Examining the performance of refractory conductive ceramics as plasmonic materials: a theoretical approach
Mukesh Kumar, Naoto Umezawa, Satoshi Ishii, Tadaaki Nagao

TL;DR
This study uses first-principles calculations to evaluate refractory ceramics as potential plasmonic materials, identifying nitrides like TiN, ZrN, and HfN as promising alternatives to noble metals for optical applications.
Contribution
It provides a comprehensive theoretical analysis of electronic and optical properties of refractory ceramics, highlighting their suitability for plasmonic applications compared to traditional metals.
Findings
Transition metal nitrides exhibit plasmonic performance comparable to noble metals.
Carbides show high losses, making them unsuitable for plasmonics.

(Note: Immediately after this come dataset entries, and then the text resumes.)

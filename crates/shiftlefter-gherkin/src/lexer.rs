//! Line-oriented lexer with lossless token output.
//!
//! [`Lexer`] is an iterator that produces one [`Token`] per input line and a
//! final [`TokenKind::Eof`]. Between lines it carries exactly two pieces of
//! state: the active dialect, switched by `# language:` headers, and the
//! docstring fence currently open, if any. Taking a prefix of the iterator
//! therefore yields the same tokens as lexing the whole input.

use std::sync::LazyLock;

use log::trace;
use regex::Regex;

use crate::config::GherkinConfig;
use crate::dialect::{self, Dialect};
use crate::keyword::BlockKeyword;
use crate::location::Location;
use crate::token::{CellToken, Fence, TagToken, Token, TokenKind};

static LANGUAGE_RE: LazyLock<Regex> = LazyLock::new(|| {
    // Safe: The regex pattern is a compile-time constant and is valid.
    Regex::new(r"(?i)^\s*#\s*language\s*:\s*(.*?)\s*$")
        .unwrap_or_else(|_| unreachable!("language header regex is valid"))
});

/// Streaming tokenizer over a borrowed source string.
#[derive(Debug, Clone)]
pub struct Lexer<'a> {
    rest: &'a str,
    line: usize,
    index: usize,
    dialect: &'static Dialect,
    docstring: Option<Fence>,
    finished: bool,
}

impl<'a> Lexer<'a> {
    /// Create a lexer using the default configuration.
    #[must_use]
    pub fn new(input: &'a str) -> Self {
        Self::with_config(input, &GherkinConfig::default())
    }

    /// Create a lexer whose initial dialect comes from `config`.
    #[must_use]
    pub fn with_config(input: &'a str, config: &GherkinConfig) -> Self {
        Self {
            rest: input,
            line: 1,
            index: 0,
            dialect: dialect::lookup(&config.default_language),
            docstring: None,
            finished: false,
        }
    }

    /// Dialect that will be used for the next line.
    #[must_use]
    pub fn dialect(&self) -> &'static Dialect {
        self.dialect
    }

    /// Fence of the docstring currently open, if any.
    #[must_use]
    pub fn open_docstring(&self) -> Option<Fence> {
        self.docstring
    }

    fn next_line(&mut self) -> (&'a str, &'a str) {
        let rest = self.rest;
        let Some(pos) = rest.find(['\r', '\n']) else {
            self.rest = "";
            return (rest, rest);
        };
        let terminator_len = if rest.get(pos..pos.saturating_add(2)) == Some("\r\n") {
            2
        } else {
            1
        };
        let split = pos.saturating_add(terminator_len);
        let (raw, tail) = rest.split_at_checked(split).unwrap_or((rest, ""));
        let content = rest.get(..pos).unwrap_or(raw);
        self.rest = tail;
        (raw, content)
    }

    fn classify(&mut self, content: &str, column: usize) -> (TokenKind, Option<String>) {
        let body = content.trim_start();

        if let Some(fence) = self.docstring {
            return classify_docstring_line(body, fence).map_or_else(
                || (unknown_or_blank(body), None),
                |kind| {
                    self.docstring = None;
                    (kind, None)
                },
            );
        }

        if body.trim().is_empty() {
            return (TokenKind::Blank, None);
        }

        if body.starts_with('#') {
            return (self.classify_hash_line(content, body), None);
        }

        if body.starts_with('@') {
            let (tags, error) = scan_tags(body, column);
            return (TokenKind::TagLine { tags, error }, None);
        }

        if let Some(fence) = Fence::detect(body) {
            self.docstring = Some(fence);
            let media_type = body
                .strip_prefix(fence.as_str())
                .map(str::trim)
                .filter(|media| !media.is_empty())
                .map(str::to_string);
            return (TokenKind::DocstringSeparator { fence, media_type }, None);
        }

        if let Some(row) = body.strip_prefix('|') {
            let cells = scan_cells(row, column.saturating_add(1));
            return (TokenKind::TableRow { cells }, None);
        }

        if let Some(found) = self.dialect.match_block_keyword(body) {
            let name = found.name;
            let kind = match found.keyword {
                BlockKeyword::Feature => TokenKind::FeatureLine { name },
                BlockKeyword::Background => TokenKind::BackgroundLine { name },
                BlockKeyword::Rule => TokenKind::RuleLine { name },
                BlockKeyword::Scenario => TokenKind::ScenarioLine { name },
                BlockKeyword::ScenarioOutline => TokenKind::ScenarioOutlineLine { name },
                BlockKeyword::Examples => TokenKind::ExamplesLine { name },
            };
            return (kind, Some(found.keyword_text.to_string()));
        }

        if let Some(found) = self.dialect.match_step_keyword(body) {
            let kind = TokenKind::StepLine {
                keyword: found.keyword,
                text: found.text,
            };
            return (kind, Some(found.keyword_text.to_string()));
        }

        (unknown_or_blank(body), None)
    }

    fn classify_hash_line(&mut self, content: &str, body: &str) -> TokenKind {
        let code = LANGUAGE_RE
            .captures(content)
            .and_then(|caps| caps.get(1))
            .map(|m| m.as_str().to_string());
        let Some(code) = code else {
            return TokenKind::Comment {
                text: body.to_string(),
            };
        };
        self.dialect = dialect::lookup(&code);
        trace!(
            "line {}: switching dialect to {code:?} ({} keywords known)",
            self.line,
            self.dialect.block_keywords().count()
        );
        TokenKind::LanguageHeader { code }
    }
}

impl Iterator for Lexer<'_> {
    type Item = Token;

    fn next(&mut self) -> Option<Token> {
        if self.finished {
            return None;
        }
        let index = self.index;
        self.index = self.index.saturating_add(1);

        if self.rest.is_empty() {
            self.finished = true;
            return Some(Token {
                kind: TokenKind::Eof,
                location: Location::new(self.line, 1),
                leading_ws: String::new(),
                index,
                raw: String::new(),
                keyword_text: None,
            });
        }

        let line = self.line;
        let (raw, content) = self.next_line();
        let body = content.trim_start();
        let leading_ws = content
            .get(..content.len().saturating_sub(body.len()))
            .unwrap_or_default();
        let column = leading_ws.chars().count().saturating_add(1);
        let (kind, keyword_text) = self.classify(content, column);
        self.line = self.line.saturating_add(1);

        Some(Token {
            kind,
            location: Location::new(line, column),
            leading_ws: leading_ws.to_string(),
            index,
            raw: raw.to_string(),
            keyword_text,
        })
    }
}

fn classify_docstring_line(body: &str, fence: Fence) -> Option<TokenKind> {
    body.starts_with(fence.as_str())
        .then_some(TokenKind::DocstringSeparator {
            fence,
            media_type: None,
        })
}

fn unknown_or_blank(body: &str) -> TokenKind {
    if body.trim().is_empty() {
        TokenKind::Blank
    } else {
        TokenKind::UnknownLine {
            text: body.to_string(),
        }
    }
}

/// Split a tag line into tags.
///
/// Tags are separated by whitespace or by a following `@`. A `#` preceded by
/// whitespace starts a trailing comment. Anything else that is not part of a
/// tag is reported through the returned error string.
fn scan_tags(body: &str, first_column: usize) -> (Vec<TagToken>, Option<String>) {
    let mut tags = Vec::new();
    let mut current: Option<TagToken> = None;
    let mut error = None;
    let mut previous_was_space = false;

    for (offset, (byte_idx, ch)) in body.char_indices().enumerate() {
        let column = first_column.saturating_add(offset);
        if ch == '#' && previous_was_space {
            break;
        }
        previous_was_space = ch.is_whitespace();
        if ch == '@' {
            flush_tag(&mut tags, current.take(), &mut error);
            current = Some(TagToken {
                name: String::from('@'),
                column,
            });
        } else if ch.is_whitespace() {
            flush_tag(&mut tags, current.take(), &mut error);
        } else if let Some(tag) = current.as_mut() {
            tag.name.push(ch);
        } else {
            let stray = body.get(byte_idx..).unwrap_or_default().trim_end();
            error = Some(format!(
                "non-tag content at column {column}: {stray:?}"
            ));
            break;
        }
    }
    flush_tag(&mut tags, current, &mut error);
    (tags, error)
}

fn flush_tag(tags: &mut Vec<TagToken>, tag: Option<TagToken>, error: &mut Option<String>) {
    let Some(tag) = tag else {
        return;
    };
    if tag.name.len() > 1 {
        tags.push(tag);
    } else if error.is_none() {
        *error = Some(format!("empty tag at column {}", tag.column));
    }
}

struct CellChar {
    ch: char,
    column: usize,
    escaped: bool,
}

impl CellChar {
    fn is_padding(&self) -> bool {
        !self.escaped && self.ch.is_whitespace()
    }
}

/// Decode the cells of a table row.
///
/// `row` is the text after the opening pipe and `first_column` the column of
/// its first character. Text after the final pipe is not a cell.
fn scan_cells(row: &str, first_column: usize) -> Vec<CellToken> {
    let mut cells = Vec::new();
    let mut pending: Vec<CellChar> = Vec::new();
    let mut cell_column = first_column;
    let mut column = first_column;
    let mut chars = row.chars().peekable();

    while let Some(ch) = chars.next() {
        let here = column;
        column = column.saturating_add(1);
        if ch == '|' {
            cells.push(finish_cell(&pending, cell_column));
            pending.clear();
            cell_column = column;
            continue;
        }
        let decoded = if ch == '\\' {
            match chars.peek() {
                Some('|') => Some('|'),
                Some('\\') => Some('\\'),
                Some('n') => Some('\n'),
                _ => None,
            }
        } else {
            None
        };
        let escaped = decoded.is_some();
        if escaped {
            chars.next();
            column = column.saturating_add(1);
        }
        pending.push(CellChar {
            ch: decoded.unwrap_or(ch),
            column: here,
            escaped,
        });
    }
    cells
}

fn finish_cell(chars: &[CellChar], cell_column: usize) -> CellToken {
    let start = chars
        .iter()
        .position(|c| !c.is_padding())
        .unwrap_or(chars.len());
    let end = chars
        .iter()
        .rposition(|c| !c.is_padding())
        .map_or(start, |idx| idx.saturating_add(1));
    let kept = chars.get(start..end).unwrap_or_default();
    CellToken {
        value: kept.iter().map(|c| c.ch).collect(),
        column: kept.first().map_or(cell_column, |c| c.column),
    }
}

/// Lex `input` with the default configuration.
///
/// # Examples
///
/// ```
/// use shiftlefter_gherkin::{lex, TokenKind};
///
/// let tokens = lex("Feature: Login\n  Scenario: OK\n");
/// assert_eq!(tokens.len(), 3);
/// assert!(matches!(tokens[0].kind, TokenKind::FeatureLine { .. }));
/// assert!(tokens[2].is_eof());
/// ```
#[must_use]
pub fn lex(input: &str) -> Vec<Token> {
    Lexer::new(input).collect()
}

/// Lex `input` with an explicit configuration.
#[must_use]
pub fn lex_with(input: &str, config: &GherkinConfig) -> Vec<Token> {
    Lexer::with_config(input, config).collect()
}

/// Concatenate the raw text of `tokens` in order.
///
/// For any token stream produced by [`lex`] this returns the lexed input.
#[must_use]
pub fn reconstruct(tokens: &[Token]) -> String {
    tokens.iter().map(|token| token.raw.as_str()).collect()
}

TiN and TaC are optimal for broad-spectrum photothermal energy conversion.
Abstract
The main aim of this study is to scrutinize promising plasmonic materials by understanding their electronic structure and correlating them to the optical properties of selected refractory materials. For this purpose, the electronic and optical properties of the conductive ceramics TiC, ZrC, HfC, TaC, WC, TiN, ZrN, HfN, TaN, and WN are studied systematically by means of first-principles density functional theory. A full ab initio procedure to calculate plasma frequency from the electronic band structure is discussed. The dielectric functions are calculated by including electronic interband and intraband transitions. Our calculations confirm that transition metal nitrides, such as TiN, ZrN, and HfN, are the strongest candidates, exhibiting performance comparable to that of conventional noble metals in the visible to the near-infrared regions. On the other hand, carbides are not suitable…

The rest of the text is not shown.